**TO DO:**
Pick every line with "models" from the material below.

____ DATA FOR ANALYSIS

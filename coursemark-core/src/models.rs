//! Parsed document models.
//!
//! Every content file is parsed into one of a closed set of typed documents.
//! Cross-file references stay as unresolved [`LinkRef`]s; the flattener
//! resolves them through the snapshot by path, never through pointers.

use coursemark_types::ContentError;

/// Kind of document, decided by path convention
#[derive(Debug, Clone, Copy, PartialEq, Eq, Hash, PartialOrd, Ord)]
pub enum DocumentKind {
    Module,
    Course,
    LearningOutcome,
    Lens,
    Article,
    VideoTranscript,
    TimestampSidecar,
}

/// Top-level directories holding content, with the document kind each holds
pub const CONTENT_DIRECTORIES: &[(&str, DocumentKind)] = &[
    ("modules", DocumentKind::Module),
    ("courses", DocumentKind::Course),
    ("Learning Outcomes", DocumentKind::LearningOutcome),
    ("Lenses", DocumentKind::Lens),
    ("articles", DocumentKind::Article),
    ("video_transcripts", DocumentKind::VideoTranscript),
];

pub const TIMESTAMPS_SUFFIX: &str = ".timestamps.json";

impl DocumentKind {
    /// Classify a snapshot path; `None` for files the pipeline does not read
    pub fn from_path(path: &str) -> Option<Self> {
        let (dir, rest) = path.split_once('/')?;
        let kind = CONTENT_DIRECTORIES
            .iter()
            .find(|(name, _)| *name == dir)
            .map(|(_, kind)| *kind)?;

        match kind {
            DocumentKind::VideoTranscript if rest.ends_with(TIMESTAMPS_SUFFIX) => {
                Some(DocumentKind::TimestampSidecar)
            }
            // Modules and courses are flat directories
            DocumentKind::Module | DocumentKind::Course if rest.contains('/') => None,
            _ if path.ends_with(".md") => Some(kind),
            _ => None,
        }
    }

    /// Directory where files of this kind live
    pub fn directory(&self) -> &'static str {
        match self {
            DocumentKind::Module => "modules",
            DocumentKind::Course => "courses",
            DocumentKind::LearningOutcome => "Learning Outcomes",
            DocumentKind::Lens => "Lenses",
            DocumentKind::Article => "articles",
            DocumentKind::VideoTranscript | DocumentKind::TimestampSidecar => "video_transcripts",
        }
    }

    pub fn label(&self) -> &'static str {
        match self {
            DocumentKind::Module => "module",
            DocumentKind::Course => "course",
            DocumentKind::LearningOutcome => "learning outcome",
            DocumentKind::Lens => "lens",
            DocumentKind::Article => "article",
            DocumentKind::VideoTranscript => "video transcript",
            DocumentKind::TimestampSidecar => "timestamps file",
        }
    }
}

/// Result of parsing one file: a best-effort document plus diagnostics
#[derive(Debug, Clone)]
pub struct ParseOutcome<T> {
    pub document: Option<T>,
    pub errors: Vec<ContentError>,
}

impl<T> ParseOutcome<T> {
    pub fn new(document: Option<T>, errors: Vec<ContentError>) -> Self {
        Self { document, errors }
    }

    pub fn failed(errors: Vec<ContentError>) -> Self {
        Self {
            document: None,
            errors,
        }
    }

    pub fn map<U>(self, f: impl FnOnce(T) -> U) -> ParseOutcome<U> {
        ParseOutcome {
            document: self.document.map(f),
            errors: self.errors,
        }
    }
}

/// An unresolved reference to another file
#[derive(Debug, Clone, PartialEq, Eq)]
pub struct LinkRef {
    /// Link target as written, label stripped
    pub target: String,
    pub label: Option<String>,
    pub line: usize,
}

/// An `id` value together with where it was written
#[derive(Debug, Clone, PartialEq, Eq)]
pub struct IdField {
    pub value: String,
    /// Field name, e.g. "id" or "page id"
    pub field: &'static str,
    pub line: Option<usize>,
}

#[derive(Debug, Clone, PartialEq)]
pub enum SegmentSpec {
    Text {
        content: String,
        line: usize,
    },
    Chat {
        instructions: String,
        hide_previous_content_from_user: bool,
        hide_previous_content_from_tutor: bool,
        line: usize,
    },
    Question {
        content: String,
        assessment_instructions: Option<String>,
        max_time: Option<String>,
        max_chars: Option<u32>,
        enforce_voice: bool,
        line: usize,
    },
    ArticleExcerpt {
        from: Option<String>,
        to: Option<String>,
        /// Per-segment source overriding the section's source
        source: Option<LinkRef>,
        line: usize,
    },
    VideoExcerpt {
        from: Option<String>,
        to: Option<String>,
        source: Option<LinkRef>,
        line: usize,
    },
}

impl SegmentSpec {
    pub fn line(&self) -> usize {
        match self {
            SegmentSpec::Text { line, .. }
            | SegmentSpec::Chat { line, .. }
            | SegmentSpec::Question { line, .. }
            | SegmentSpec::ArticleExcerpt { line, .. }
            | SegmentSpec::VideoExcerpt { line, .. } => *line,
        }
    }
}

/// A lens reference with its `optional::` flag
#[derive(Debug, Clone, PartialEq, Eq)]
pub struct LensRef {
    pub link: LinkRef,
    pub optional: bool,
}

#[derive(Debug, Clone, PartialEq)]
pub enum ModuleBlock {
    Page {
        title: String,
        id: Option<String>,
        optional: bool,
        segments: Vec<SegmentSpec>,
        line: usize,
    },
    LearningOutcome {
        link: LinkRef,
        optional: bool,
        line: usize,
    },
    Uncategorized {
        lenses: Vec<LensRef>,
        line: usize,
    },
    LegacyText {
        content: String,
        line: usize,
    },
    LegacyChat {
        chat: SegmentSpec,
        line: usize,
    },
    LegacyArticle {
        title: Option<String>,
        source: LinkRef,
        from: Option<String>,
        to: Option<String>,
        optional: bool,
        line: usize,
    },
    LegacyVideo {
        title: Option<String>,
        source: LinkRef,
        from: Option<String>,
        to: Option<String>,
        optional: bool,
        line: usize,
    },
}

#[derive(Debug, Clone, PartialEq)]
pub struct ModuleDoc {
    pub path: String,
    pub slug: String,
    pub slug_line: Option<usize>,
    pub title: String,
    pub id: Option<IdField>,
    pub blocks: Vec<ModuleBlock>,
}

impl ModuleDoc {
    /// Every id written in the module: the frontmatter id and page ids
    pub fn ids(&self) -> Vec<IdField> {
        let mut ids: Vec<IdField> = self.id.iter().cloned().collect();
        for block in &self.blocks {
            if let ModuleBlock::Page {
                id: Some(id), line, ..
            } = block
            {
                ids.push(IdField {
                    value: id.clone(),
                    field: "page id",
                    line: Some(*line),
                });
            }
        }
        ids
    }
}

#[derive(Debug, Clone, PartialEq, Eq)]
pub enum CourseItemSpec {
    Module { link: LinkRef, optional: bool },
    Meeting { number: u32 },
}

#[derive(Debug, Clone, PartialEq, Eq)]
pub struct CourseDoc {
    pub path: String,
    pub slug: String,
    pub slug_line: Option<usize>,
    pub title: String,
    pub items: Vec<CourseItemSpec>,
}

#[derive(Debug, Clone, PartialEq, Eq)]
pub struct LearningOutcomeDoc {
    pub path: String,
    pub id: Option<IdField>,
    pub statement: Option<String>,
    pub lenses: Vec<LensRef>,
}

#[derive(Debug, Clone, Copy, PartialEq, Eq)]
pub enum LensSectionKind {
    Page,
    Article,
    Video,
}

impl LensSectionKind {
    pub fn label(&self) -> &'static str {
        match self {
            LensSectionKind::Page => "Page",
            LensSectionKind::Article => "Article",
            LensSectionKind::Video => "Video",
        }
    }
}

#[derive(Debug, Clone, PartialEq)]
pub struct LensSection {
    pub kind: LensSectionKind,
    pub title: Option<String>,
    pub source: Option<LinkRef>,
    pub segments: Vec<SegmentSpec>,
    pub line: usize,
}

#[derive(Debug, Clone, PartialEq)]
pub struct LensDoc {
    pub path: String,
    pub id: Option<IdField>,
    pub sections: Vec<LensSection>,
}

#[derive(Debug, Clone, PartialEq, Eq)]
pub struct ArticleDoc {
    pub path: String,
    pub id: Option<IdField>,
    pub title: Option<String>,
    pub author: Option<String>,
    pub source_url: Option<String>,
    pub source_url_line: Option<usize>,
    /// Markdown body after frontmatter; excerpts are cut from this text
    pub body: String,
    pub body_line: usize,
}

#[derive(Debug, Clone, PartialEq, Eq)]
pub struct VideoDoc {
    pub path: String,
    pub id: Option<IdField>,
    pub title: Option<String>,
    pub channel: Option<String>,
    pub url: Option<String>,
    pub url_line: Option<usize>,
    pub body: String,
}

/// One timed chunk of a transcript
#[derive(Debug, Clone, PartialEq)]
pub struct TimestampEntry {
    pub text: String,
    /// Start in seconds
    pub start: f64,
}

#[derive(Debug, Clone, PartialEq)]
pub struct TimestampSidecar {
    pub path: String,
    pub entries: Vec<TimestampEntry>,
}

impl TimestampSidecar {
    /// Path of the transcript markdown this sidecar belongs to
    pub fn transcript_path(&self) -> String {
        transcript_path_for(&self.path)
    }
}

/// `video_transcripts/x.timestamps.json` -> `video_transcripts/x.md`
pub fn transcript_path_for(sidecar_path: &str) -> String {
    let stem = sidecar_path
        .strip_suffix(TIMESTAMPS_SUFFIX)
        .unwrap_or(sidecar_path);
    format!("{stem}.md")
}

/// `video_transcripts/x.md` -> `video_transcripts/x.timestamps.json`
pub fn sidecar_path_for(transcript_path: &str) -> String {
    let stem = transcript_path
        .strip_suffix(".md")
        .unwrap_or(transcript_path);
    format!("{stem}{TIMESTAMPS_SUFFIX}")
}

/// A parsed content file
#[derive(Debug, Clone, PartialEq)]
pub enum Document {
    Module(ModuleDoc),
    Course(CourseDoc),
    LearningOutcome(LearningOutcomeDoc),
    Lens(LensDoc),
    Article(ArticleDoc),
    VideoTranscript(VideoDoc),
    TimestampSidecar(TimestampSidecar),
}

impl Document {
    pub fn kind(&self) -> DocumentKind {
        match self {
            Document::Module(_) => DocumentKind::Module,
            Document::Course(_) => DocumentKind::Course,
            Document::LearningOutcome(_) => DocumentKind::LearningOutcome,
            Document::Lens(_) => DocumentKind::Lens,
            Document::Article(_) => DocumentKind::Article,
            Document::VideoTranscript(_) => DocumentKind::VideoTranscript,
            Document::TimestampSidecar(_) => DocumentKind::TimestampSidecar,
        }
    }

    pub fn path(&self) -> &str {
        match self {
            Document::Module(d) => &d.path,
            Document::Course(d) => &d.path,
            Document::LearningOutcome(d) => &d.path,
            Document::Lens(d) => &d.path,
            Document::Article(d) => &d.path,
            Document::VideoTranscript(d) => &d.path,
            Document::TimestampSidecar(d) => &d.path,
        }
    }

    /// Ids written in this document, for the UUID registry
    pub fn ids(&self) -> Vec<IdField> {
        match self {
            Document::Module(d) => d.ids(),
            Document::LearningOutcome(d) => d.id.iter().cloned().collect(),
            Document::Lens(d) => d.id.iter().cloned().collect(),
            Document::Article(d) => d.id.iter().cloned().collect(),
            Document::VideoTranscript(d) => d.id.iter().cloned().collect(),
            Document::Course(_) | Document::TimestampSidecar(_) => Vec::new(),
        }
    }
}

________

**EXERCISE RESPONSE:**
filename coursemark-core/src/models.rs
//! Parsed document models.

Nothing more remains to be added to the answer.